- _TASK STATEMENT_
Please copy each line in the records below that contains the string "stamp".

(Saved entries)

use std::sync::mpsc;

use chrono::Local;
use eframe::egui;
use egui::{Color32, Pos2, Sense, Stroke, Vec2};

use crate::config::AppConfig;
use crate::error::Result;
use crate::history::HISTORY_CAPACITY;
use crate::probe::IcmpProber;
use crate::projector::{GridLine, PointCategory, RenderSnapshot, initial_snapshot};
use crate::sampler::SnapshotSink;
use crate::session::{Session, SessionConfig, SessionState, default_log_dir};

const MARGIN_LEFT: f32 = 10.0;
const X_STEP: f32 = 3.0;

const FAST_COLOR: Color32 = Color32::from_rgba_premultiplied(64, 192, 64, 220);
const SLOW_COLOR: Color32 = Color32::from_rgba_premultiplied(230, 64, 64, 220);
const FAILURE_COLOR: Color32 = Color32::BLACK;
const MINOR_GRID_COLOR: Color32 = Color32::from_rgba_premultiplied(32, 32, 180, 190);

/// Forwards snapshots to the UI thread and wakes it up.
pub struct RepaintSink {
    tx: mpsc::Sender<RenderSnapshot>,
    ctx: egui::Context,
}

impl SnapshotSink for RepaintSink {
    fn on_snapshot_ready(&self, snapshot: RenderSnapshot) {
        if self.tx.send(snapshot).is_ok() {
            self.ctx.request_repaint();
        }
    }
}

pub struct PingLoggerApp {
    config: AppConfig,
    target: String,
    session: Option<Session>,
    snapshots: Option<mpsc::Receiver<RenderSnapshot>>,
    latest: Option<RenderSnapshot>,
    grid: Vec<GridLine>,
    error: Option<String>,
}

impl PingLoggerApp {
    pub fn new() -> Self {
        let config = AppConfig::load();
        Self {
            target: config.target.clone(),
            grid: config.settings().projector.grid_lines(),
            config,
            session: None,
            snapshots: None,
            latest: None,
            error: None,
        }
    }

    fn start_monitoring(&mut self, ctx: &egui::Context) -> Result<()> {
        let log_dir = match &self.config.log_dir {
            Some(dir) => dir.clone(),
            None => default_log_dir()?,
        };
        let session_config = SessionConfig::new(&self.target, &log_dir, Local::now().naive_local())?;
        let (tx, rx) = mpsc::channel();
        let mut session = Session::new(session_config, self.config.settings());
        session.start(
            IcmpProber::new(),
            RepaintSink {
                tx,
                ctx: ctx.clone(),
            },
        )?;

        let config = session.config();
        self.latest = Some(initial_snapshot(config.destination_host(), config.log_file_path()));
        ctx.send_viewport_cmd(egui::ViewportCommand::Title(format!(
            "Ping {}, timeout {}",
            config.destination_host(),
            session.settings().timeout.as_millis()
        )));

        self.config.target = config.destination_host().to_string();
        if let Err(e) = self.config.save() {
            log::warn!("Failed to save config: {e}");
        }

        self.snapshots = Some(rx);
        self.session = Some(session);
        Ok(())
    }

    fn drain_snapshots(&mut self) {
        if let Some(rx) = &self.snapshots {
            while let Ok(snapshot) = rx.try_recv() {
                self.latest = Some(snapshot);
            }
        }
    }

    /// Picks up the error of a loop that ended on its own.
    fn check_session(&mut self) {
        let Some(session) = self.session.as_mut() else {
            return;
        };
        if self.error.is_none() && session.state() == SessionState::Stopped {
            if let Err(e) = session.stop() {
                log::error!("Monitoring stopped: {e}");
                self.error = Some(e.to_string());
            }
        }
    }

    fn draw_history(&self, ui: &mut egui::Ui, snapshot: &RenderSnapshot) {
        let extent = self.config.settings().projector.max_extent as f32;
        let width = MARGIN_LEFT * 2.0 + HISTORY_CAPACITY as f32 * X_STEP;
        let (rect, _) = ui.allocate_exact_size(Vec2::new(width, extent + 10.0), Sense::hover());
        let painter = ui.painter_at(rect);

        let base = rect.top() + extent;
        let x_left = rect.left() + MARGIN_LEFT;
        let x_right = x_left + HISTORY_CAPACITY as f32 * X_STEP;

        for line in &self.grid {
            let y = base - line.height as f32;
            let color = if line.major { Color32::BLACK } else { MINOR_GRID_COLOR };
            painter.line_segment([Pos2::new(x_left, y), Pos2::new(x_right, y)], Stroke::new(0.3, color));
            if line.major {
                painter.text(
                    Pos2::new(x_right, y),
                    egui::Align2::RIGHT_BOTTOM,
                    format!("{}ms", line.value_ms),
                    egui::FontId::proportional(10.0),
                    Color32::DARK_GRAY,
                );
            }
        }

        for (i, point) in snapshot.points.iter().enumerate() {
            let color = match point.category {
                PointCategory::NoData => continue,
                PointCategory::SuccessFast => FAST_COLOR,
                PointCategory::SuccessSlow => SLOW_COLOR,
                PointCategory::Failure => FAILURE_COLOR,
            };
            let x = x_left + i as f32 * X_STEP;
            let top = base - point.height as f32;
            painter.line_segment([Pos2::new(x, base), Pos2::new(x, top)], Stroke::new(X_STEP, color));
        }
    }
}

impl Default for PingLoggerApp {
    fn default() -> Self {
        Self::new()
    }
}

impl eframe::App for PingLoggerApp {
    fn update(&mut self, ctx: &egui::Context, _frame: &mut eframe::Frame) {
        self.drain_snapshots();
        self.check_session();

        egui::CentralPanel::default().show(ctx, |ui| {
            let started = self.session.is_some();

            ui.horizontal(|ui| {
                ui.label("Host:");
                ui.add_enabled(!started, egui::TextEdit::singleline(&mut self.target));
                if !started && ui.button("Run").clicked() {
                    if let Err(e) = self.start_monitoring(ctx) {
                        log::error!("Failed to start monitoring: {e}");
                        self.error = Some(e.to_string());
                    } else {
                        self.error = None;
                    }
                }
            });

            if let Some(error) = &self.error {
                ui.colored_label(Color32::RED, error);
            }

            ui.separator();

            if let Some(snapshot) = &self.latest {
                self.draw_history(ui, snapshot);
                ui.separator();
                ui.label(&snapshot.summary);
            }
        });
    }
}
==
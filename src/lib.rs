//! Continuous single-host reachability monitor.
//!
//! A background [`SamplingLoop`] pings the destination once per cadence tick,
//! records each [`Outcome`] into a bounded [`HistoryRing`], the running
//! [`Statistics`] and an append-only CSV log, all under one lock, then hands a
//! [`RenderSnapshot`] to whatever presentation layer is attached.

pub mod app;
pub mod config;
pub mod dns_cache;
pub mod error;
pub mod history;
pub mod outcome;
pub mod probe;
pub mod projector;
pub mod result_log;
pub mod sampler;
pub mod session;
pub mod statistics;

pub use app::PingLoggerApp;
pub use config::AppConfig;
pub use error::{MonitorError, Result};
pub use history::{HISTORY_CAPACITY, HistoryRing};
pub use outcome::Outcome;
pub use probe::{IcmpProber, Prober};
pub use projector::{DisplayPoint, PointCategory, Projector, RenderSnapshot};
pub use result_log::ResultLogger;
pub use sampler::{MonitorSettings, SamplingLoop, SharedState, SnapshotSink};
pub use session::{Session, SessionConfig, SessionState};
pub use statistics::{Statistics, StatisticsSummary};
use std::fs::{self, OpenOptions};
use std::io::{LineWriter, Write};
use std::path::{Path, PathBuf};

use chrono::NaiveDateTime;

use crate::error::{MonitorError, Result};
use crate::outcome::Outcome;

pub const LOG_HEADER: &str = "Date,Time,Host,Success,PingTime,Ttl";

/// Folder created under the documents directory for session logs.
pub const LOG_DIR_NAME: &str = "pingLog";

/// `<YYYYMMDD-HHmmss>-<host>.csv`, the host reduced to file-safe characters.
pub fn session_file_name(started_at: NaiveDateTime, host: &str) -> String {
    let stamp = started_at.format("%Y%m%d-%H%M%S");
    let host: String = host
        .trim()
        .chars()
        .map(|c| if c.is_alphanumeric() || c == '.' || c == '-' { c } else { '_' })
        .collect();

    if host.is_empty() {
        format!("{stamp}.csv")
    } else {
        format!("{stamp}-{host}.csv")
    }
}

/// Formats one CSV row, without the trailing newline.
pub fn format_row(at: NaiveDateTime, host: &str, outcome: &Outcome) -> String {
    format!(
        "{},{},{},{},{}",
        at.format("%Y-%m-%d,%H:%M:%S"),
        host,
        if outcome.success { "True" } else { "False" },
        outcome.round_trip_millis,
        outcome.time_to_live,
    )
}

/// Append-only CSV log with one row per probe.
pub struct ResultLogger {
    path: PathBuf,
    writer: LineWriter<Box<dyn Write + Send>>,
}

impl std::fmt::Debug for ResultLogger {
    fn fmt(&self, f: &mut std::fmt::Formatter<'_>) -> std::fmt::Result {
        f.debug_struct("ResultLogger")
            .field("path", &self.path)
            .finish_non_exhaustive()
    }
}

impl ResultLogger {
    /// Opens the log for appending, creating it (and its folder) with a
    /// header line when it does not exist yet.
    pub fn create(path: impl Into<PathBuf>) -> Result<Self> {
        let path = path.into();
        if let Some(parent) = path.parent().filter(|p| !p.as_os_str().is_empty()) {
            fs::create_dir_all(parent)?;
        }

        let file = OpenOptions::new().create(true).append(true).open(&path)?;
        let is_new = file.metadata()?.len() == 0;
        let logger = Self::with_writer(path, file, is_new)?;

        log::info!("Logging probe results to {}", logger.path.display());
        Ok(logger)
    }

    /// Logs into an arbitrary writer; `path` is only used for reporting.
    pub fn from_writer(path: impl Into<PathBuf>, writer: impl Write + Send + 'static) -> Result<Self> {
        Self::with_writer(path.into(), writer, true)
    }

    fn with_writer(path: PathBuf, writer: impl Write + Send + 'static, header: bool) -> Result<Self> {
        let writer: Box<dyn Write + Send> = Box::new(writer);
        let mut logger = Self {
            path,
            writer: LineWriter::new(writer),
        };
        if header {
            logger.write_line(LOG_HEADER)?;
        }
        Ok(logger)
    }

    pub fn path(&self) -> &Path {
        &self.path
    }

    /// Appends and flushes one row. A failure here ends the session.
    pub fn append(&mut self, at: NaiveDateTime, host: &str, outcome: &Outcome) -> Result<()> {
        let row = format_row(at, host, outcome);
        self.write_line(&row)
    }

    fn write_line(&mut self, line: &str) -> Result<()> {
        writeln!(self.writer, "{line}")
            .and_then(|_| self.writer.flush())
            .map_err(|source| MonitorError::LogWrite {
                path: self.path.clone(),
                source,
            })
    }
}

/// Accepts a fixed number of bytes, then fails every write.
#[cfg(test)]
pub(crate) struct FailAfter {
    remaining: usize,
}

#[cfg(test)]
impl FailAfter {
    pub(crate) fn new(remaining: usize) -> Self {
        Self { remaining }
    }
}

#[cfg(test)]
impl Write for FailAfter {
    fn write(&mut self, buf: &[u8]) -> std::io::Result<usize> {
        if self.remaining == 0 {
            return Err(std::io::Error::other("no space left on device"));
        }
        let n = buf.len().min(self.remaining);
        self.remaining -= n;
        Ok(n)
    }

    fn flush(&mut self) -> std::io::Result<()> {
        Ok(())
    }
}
--
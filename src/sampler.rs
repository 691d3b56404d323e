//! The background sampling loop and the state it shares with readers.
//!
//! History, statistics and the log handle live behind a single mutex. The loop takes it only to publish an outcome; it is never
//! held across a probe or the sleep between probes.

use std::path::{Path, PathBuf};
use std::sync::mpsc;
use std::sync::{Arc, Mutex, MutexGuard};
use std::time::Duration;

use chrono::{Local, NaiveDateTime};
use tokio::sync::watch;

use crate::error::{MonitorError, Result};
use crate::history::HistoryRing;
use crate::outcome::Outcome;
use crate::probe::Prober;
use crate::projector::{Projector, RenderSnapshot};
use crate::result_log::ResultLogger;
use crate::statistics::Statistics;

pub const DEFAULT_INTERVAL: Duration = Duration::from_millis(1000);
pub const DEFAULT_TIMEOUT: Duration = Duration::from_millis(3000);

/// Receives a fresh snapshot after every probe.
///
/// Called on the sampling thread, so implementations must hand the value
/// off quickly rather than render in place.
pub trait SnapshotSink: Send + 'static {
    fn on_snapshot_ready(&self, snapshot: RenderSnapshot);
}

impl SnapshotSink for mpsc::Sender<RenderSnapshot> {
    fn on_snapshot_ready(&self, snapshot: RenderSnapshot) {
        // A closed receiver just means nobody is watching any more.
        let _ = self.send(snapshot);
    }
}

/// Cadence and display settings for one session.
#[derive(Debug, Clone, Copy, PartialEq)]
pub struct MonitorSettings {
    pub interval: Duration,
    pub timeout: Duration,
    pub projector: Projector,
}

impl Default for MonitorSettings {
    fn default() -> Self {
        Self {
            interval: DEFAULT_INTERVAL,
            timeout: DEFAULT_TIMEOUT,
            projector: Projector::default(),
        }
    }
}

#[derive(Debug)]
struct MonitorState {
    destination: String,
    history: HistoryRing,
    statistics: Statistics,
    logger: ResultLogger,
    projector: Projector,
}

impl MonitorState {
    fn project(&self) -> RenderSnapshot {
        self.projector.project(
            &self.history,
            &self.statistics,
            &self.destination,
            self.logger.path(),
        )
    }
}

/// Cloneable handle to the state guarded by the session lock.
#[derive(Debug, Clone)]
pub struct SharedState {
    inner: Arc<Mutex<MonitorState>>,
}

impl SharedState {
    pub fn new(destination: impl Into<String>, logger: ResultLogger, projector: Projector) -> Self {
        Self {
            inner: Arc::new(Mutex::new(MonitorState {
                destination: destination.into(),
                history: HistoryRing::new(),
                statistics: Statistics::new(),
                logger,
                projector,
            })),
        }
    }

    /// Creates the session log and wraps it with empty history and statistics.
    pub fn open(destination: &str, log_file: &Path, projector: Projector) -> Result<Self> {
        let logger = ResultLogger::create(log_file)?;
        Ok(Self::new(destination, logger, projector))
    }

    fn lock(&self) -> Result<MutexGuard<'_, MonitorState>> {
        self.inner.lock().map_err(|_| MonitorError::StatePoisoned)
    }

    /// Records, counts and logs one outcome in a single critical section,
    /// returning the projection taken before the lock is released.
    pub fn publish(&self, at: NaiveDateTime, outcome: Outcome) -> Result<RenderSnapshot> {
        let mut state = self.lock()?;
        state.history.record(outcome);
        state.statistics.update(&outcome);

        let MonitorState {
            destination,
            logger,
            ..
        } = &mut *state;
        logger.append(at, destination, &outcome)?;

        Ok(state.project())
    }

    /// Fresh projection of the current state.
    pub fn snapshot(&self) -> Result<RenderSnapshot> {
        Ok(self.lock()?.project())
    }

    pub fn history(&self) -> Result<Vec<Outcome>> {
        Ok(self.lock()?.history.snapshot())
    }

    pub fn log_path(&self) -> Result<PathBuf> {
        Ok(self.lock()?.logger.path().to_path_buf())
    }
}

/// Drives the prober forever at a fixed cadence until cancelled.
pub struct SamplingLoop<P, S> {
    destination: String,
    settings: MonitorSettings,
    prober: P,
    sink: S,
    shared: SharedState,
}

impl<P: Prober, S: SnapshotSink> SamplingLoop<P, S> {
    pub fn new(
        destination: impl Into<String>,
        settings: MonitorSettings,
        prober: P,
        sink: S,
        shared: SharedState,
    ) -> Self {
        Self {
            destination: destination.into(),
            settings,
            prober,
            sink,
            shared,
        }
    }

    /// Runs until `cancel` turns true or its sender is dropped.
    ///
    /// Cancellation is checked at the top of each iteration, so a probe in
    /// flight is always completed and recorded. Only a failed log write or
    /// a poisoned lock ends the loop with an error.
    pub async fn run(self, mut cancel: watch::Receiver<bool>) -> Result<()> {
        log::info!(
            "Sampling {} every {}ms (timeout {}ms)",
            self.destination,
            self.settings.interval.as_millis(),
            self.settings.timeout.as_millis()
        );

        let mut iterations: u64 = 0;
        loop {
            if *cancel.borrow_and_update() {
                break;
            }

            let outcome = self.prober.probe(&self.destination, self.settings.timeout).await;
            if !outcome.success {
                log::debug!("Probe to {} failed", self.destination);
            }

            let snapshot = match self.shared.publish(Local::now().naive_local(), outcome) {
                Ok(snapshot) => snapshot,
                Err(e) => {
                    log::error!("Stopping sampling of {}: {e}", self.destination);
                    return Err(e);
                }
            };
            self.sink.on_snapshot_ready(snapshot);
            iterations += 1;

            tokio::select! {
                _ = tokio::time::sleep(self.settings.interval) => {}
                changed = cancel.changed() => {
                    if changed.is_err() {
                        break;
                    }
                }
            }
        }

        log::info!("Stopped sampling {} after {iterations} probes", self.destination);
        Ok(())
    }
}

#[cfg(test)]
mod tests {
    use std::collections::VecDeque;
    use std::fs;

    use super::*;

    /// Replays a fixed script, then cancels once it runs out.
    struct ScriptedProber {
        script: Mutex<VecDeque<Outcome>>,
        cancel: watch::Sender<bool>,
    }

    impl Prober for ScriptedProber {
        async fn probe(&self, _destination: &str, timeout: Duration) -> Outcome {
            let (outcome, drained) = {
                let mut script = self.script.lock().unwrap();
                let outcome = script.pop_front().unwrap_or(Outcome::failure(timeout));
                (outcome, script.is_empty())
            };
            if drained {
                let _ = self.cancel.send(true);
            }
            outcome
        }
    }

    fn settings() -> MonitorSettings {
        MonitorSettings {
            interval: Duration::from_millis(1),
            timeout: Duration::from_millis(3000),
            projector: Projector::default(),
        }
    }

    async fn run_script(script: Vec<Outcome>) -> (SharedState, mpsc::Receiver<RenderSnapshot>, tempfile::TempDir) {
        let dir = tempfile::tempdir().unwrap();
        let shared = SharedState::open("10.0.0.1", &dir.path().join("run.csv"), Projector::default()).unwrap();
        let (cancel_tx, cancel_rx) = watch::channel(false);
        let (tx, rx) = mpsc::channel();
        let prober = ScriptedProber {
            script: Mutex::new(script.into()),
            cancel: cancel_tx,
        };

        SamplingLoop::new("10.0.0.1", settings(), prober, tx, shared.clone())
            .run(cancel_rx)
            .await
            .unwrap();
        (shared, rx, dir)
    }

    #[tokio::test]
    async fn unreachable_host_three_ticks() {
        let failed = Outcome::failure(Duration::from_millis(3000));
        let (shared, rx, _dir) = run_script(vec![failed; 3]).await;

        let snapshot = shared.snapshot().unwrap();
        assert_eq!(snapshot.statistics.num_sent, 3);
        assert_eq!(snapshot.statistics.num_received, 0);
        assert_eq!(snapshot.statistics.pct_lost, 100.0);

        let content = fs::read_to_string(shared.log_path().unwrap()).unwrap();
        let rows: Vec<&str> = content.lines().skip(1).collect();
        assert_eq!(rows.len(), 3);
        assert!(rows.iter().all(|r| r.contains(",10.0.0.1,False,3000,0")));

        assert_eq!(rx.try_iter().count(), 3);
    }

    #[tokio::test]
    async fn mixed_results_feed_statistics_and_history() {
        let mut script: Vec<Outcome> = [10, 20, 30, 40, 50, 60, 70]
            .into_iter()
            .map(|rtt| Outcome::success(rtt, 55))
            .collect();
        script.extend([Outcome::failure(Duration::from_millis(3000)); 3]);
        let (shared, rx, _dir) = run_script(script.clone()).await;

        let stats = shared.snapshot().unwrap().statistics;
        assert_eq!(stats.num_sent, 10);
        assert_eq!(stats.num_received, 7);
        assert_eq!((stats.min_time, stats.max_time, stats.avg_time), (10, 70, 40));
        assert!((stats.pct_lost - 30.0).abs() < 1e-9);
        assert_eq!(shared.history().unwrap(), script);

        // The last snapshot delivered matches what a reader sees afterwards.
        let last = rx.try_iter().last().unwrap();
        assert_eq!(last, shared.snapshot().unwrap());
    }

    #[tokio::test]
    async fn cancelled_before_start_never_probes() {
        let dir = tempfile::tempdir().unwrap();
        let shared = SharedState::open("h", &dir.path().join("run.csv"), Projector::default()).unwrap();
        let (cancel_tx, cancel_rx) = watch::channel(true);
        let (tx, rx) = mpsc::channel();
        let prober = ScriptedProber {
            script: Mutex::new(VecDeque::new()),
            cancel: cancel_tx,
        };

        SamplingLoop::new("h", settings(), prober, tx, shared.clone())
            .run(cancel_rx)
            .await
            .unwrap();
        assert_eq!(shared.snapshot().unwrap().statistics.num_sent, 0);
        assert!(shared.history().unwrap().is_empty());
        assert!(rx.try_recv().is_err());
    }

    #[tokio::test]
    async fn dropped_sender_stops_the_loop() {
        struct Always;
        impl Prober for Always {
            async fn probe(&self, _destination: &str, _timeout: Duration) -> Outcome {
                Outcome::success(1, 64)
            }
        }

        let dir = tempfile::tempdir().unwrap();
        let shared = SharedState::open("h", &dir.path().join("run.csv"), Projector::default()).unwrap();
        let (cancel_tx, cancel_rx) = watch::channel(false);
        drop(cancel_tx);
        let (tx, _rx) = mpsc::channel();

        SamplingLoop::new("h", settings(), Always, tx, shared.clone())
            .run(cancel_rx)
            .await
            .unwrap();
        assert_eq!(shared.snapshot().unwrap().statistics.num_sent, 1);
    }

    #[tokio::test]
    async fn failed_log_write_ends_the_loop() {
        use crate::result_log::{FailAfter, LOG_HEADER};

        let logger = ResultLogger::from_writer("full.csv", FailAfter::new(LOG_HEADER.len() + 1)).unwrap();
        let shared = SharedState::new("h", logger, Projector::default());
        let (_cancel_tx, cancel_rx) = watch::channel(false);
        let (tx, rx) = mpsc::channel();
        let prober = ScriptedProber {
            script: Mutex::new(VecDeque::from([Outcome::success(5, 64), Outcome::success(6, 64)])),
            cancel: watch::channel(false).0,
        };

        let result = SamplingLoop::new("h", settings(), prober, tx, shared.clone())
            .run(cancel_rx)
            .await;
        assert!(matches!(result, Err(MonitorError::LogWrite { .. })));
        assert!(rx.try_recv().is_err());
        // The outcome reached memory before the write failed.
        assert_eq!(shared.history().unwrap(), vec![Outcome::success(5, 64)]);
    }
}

- _OUTPUT OF THE EXERCISE_
    let stamp = started_at.format("%Y%m%d-%H%M%S");
        format!("{stamp}.csv")
        format!("{stamp}-{host}.csv")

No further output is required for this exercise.